EDITORIAUX 2007

Mai 2007
Prospective, hérésie et mauvaises herbes

« Il y a une écologie des mauvaises idées,
comme il y a une écologie des mauvaises herbes. »

Gregory Bateson

Peut-être devrions-nous aborder les questions d’environnement à la manière dont les Japonais gèrent les tremblements de terre. Ils savent qu’il s’en produira, mais ils ne savent ni où, ni quand, ni sous quelle forme, ni avec quelle intensité. Ils se sont donc entraînés et organisés en conséquence : la population a appris depuis l’école les précautions à prendre, les équipements sont conçus pour résister. Le même tremblement de terre qui ferait des milliers de victimes ailleurs ne perturbe pas longtemps l’activité.

Tout le monde a lu le rapport de Nicholas Stern, ou en a entendu parler, même les milieux jusqu’à présent les plus sceptiques admettent désormais que de graves bouleversements écologiques pourraient se produire avec la soudaineté d’un tremblement de terre… Et pourtant, grande serait la perturbation, sans doute aggravée encore quand il apparaîtrait qu’elle pourrait n’être que le prélude à une situation irréversiblement différente.

L’attitude prospective est particulièrement appropriée ici, car elle implique proximité vis-à-vis des faits et réserve vis-à-vis des opinions, souci conjugué de la vue d’ensemble, du mouvement et de l’action. C’est pourquoi nous proposons ici quelques idées simples pour, dans la masse énorme des tâches à accomplir, gérer l’inévitable.

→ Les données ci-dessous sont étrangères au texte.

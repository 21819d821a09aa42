use std::path::Path;

use tracing::{info, instrument};

use crate::hyperspectral::{
    common::error::{HyperspectralError, Result},
    cube::{CubeDescriptor, CubeFrame},
    export::{BandBundleWriter, CubeSink},
    raw::{RawImageData, RawImageReader, RawLoaderReader},
    tiff::TranscodeConfig,
    transform::Encoder,
};

pub struct RawToCubePipeline<R: RawImageReader, W: CubeSink> {
    reader: R,
    sink: W,
    config: TranscodeConfig,
}

impl RawToCubePipeline<RawLoaderReader, BandBundleWriter> {
    /// Pipeline writing band bundles into `output_dir`.
    pub fn new<P: AsRef<Path>>(config: TranscodeConfig, output_dir: P) -> Self {
        let sink = BandBundleWriter::new(output_dir, config.band_format).with_tiff_config(config.clone());
        Self {
            reader: RawLoaderReader,
            sink,
            config,
        }
    }
}

impl<R: RawImageReader, W: CubeSink> RawToCubePipeline<R, W> {
    pub fn with_custom(reader: R, sink: W, config: TranscodeConfig) -> Self {
        Self { reader, sink, config }
    }

    fn validate_dimensions(&self, width: usize, height: usize) -> Result<()> {
        if !self.config.validate_dimensions {
            return Ok(());
        }

        if width == 0 || height == 0 {
            return Err(HyperspectralError::InvalidDimensions(width, height));
        }

        Ok(())
    }

    /// Encodes the sensor raster into a cube, choosing the mosaic from the
    /// configuration and the detected CFA.
    fn encode(&self, raw_image: &RawImageData) -> Result<(CubeDescriptor, Vec<u8>)> {
        let mut encoder = Encoder::with_layout(self.config.layout);
        if let Some(mosaic) = self.config.mosaic.resolve(raw_image.cfa)? {
            encoder.set_mosaic(mosaic);
        }

        let descriptor = encoder.set_format(raw_image.source_info())?.clone();
        let bytes = raw_image.to_le_bytes();
        let cube = encoder.encode_to_vec(&raw_image.raster(&bytes))?;
        Ok((descriptor, cube))
    }

    /// Decodes `input_data`, encodes the cube and writes it to the sink as
    /// frame `name`.
    #[instrument(skip(self, input_data), fields(input_size = input_data.len()))]
    pub fn convert(&mut self, input_data: &[u8], name: &str) -> Result<CubeDescriptor> {
        info!("Starting RAW to cube transcoding");

        let raw_image = {
            let _span = tracing::info_span!("decode_raw").entered();
            self.reader.read_raw(input_data)?
        };

        {
            let _span = tracing::info_span!("validate_dimensions",
                width = raw_image.width,
                height = raw_image.height
            ).entered();
            self.validate_dimensions(raw_image.width, raw_image.height)?;
        }

        let (descriptor, cube) = {
            let _span = tracing::info_span!("encode_cube", layout = %self.config.layout).entered();
            self.encode(&raw_image)?
        };

        {
            let _span = tracing::info_span!("write_cube").entered();
            let frame = CubeFrame::bind(&descriptor, cube.as_slice())?;
            self.sink.write_frame(&frame, name)?;
        }

        info!(
            width = descriptor.width(),
            height = descriptor.height(),
            wavelengths = descriptor.wavelength_count(),
            "Transcoding complete"
        );
        Ok(descriptor)
    }

    /// Transcodes a RAW file; the frame is named after the file stem.
    #[instrument(skip(self, input_path))]
    pub fn convert_file<P: AsRef<Path>>(&mut self, input_path: P) -> Result<CubeDescriptor> {
        let input_path = input_path.as_ref();
        let name = input_path
            .file_stem()
            .map(|stem| stem.to_string_lossy().into_owned())
            .ok_or_else(|| HyperspectralError::InputReadError(format!("{}: no file name", input_path.display())))?;

        info!(input = %input_path.display(), name = %name, "Converting file");

        let input_data = {
            let _span = tracing::info_span!("read_input_file").entered();
            std::fs::read(input_path).map_err(|e| {
                HyperspectralError::InputReadError(format!("{}: {}", input_path.display(), e))
            })?
        };

        self.convert(&input_data, &name)
    }

    /// Flushes the sink.
    pub fn finish(&mut self) -> Result<()> {
        self.sink.finish()
    }

    pub fn config(&self) -> &TranscodeConfig {
        &self.config
    }

    pub fn set_config(&mut self, config: TranscodeConfig) {
        self.config = config;
    }

    pub fn sink(&self) -> &W {
        &self.sink
    }
}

Vite, multiplier et généraliser les initiatives de prévention et d’accompagnement, déjà engagées (diminution des émissions de CO2 par l’industrie et les automobiles…), ou envisagées (bâtiments écologiques…), aller de l’avant dans la conception et la mise en œuvre d’une nouvelle génération de modes d’organisation, de produits et de systèmes, donner leur chance aux compétences et aux idées.

Bien comprendre que l’accompagnement et la prise en charge des phénomènes, notamment climatiques, que nous pouvons être amenés à connaître relèvent de la société, des sociétés, et non d’abord des autorités publiques. De fait, et c’est encourageant, nombreuses sont les personnes, les collectivités locales, qui commencent à agir.

Affirmer le caractère essentiel de la gouvernance, qui donne sa chance à une société civile devenue mondiale, interactive et synchrone, qui subordonne le local au global mais peut instantanément « globaliser le local », une société d’opinion façonnée par la « modernité liquide », selon l’expression du sociologue Zygmunt Bauman. Qui nous laisse libres face aux appels à une frugalité virgilienne ou rousseauiste, dont le cadre le plus évident serait une de ces sociétés totalitaires, pour lesquelles l’innovation est toujours synonyme de risque politique. Qui permet au développement durable de se faire effectivement, dans l’entre-deux de l’esprit, de la recherche de sens, de l’équilibre entre l’être et l’avoir.

Anticiper les émotions collectives qui se manifesteront au début de la crise et risquent d’être destructrices et de compromettre des avenirs possibles.

Et sans cesse nous référer à la matrice atemporelle de tout changement :

« Regardons en arrière, nous montons par degré l’échelle de la création.
Nous avons été minéral, plante, puis animal et enfin homme ;
En laissant pour toujours la terre nous deviendrons anges.
Dépassons même la condition des anges !
Pénètre en cet océan,
Et la goutte d’eau que tu es pourra devenir mer. »

Pietro Citatti (in La lumière de la nuit)

Légitime à porter ce message, l’Europe aurait vocation à devenir le premier, le plus imaginatif, le plus audacieux des laboratoires de la gouvernance.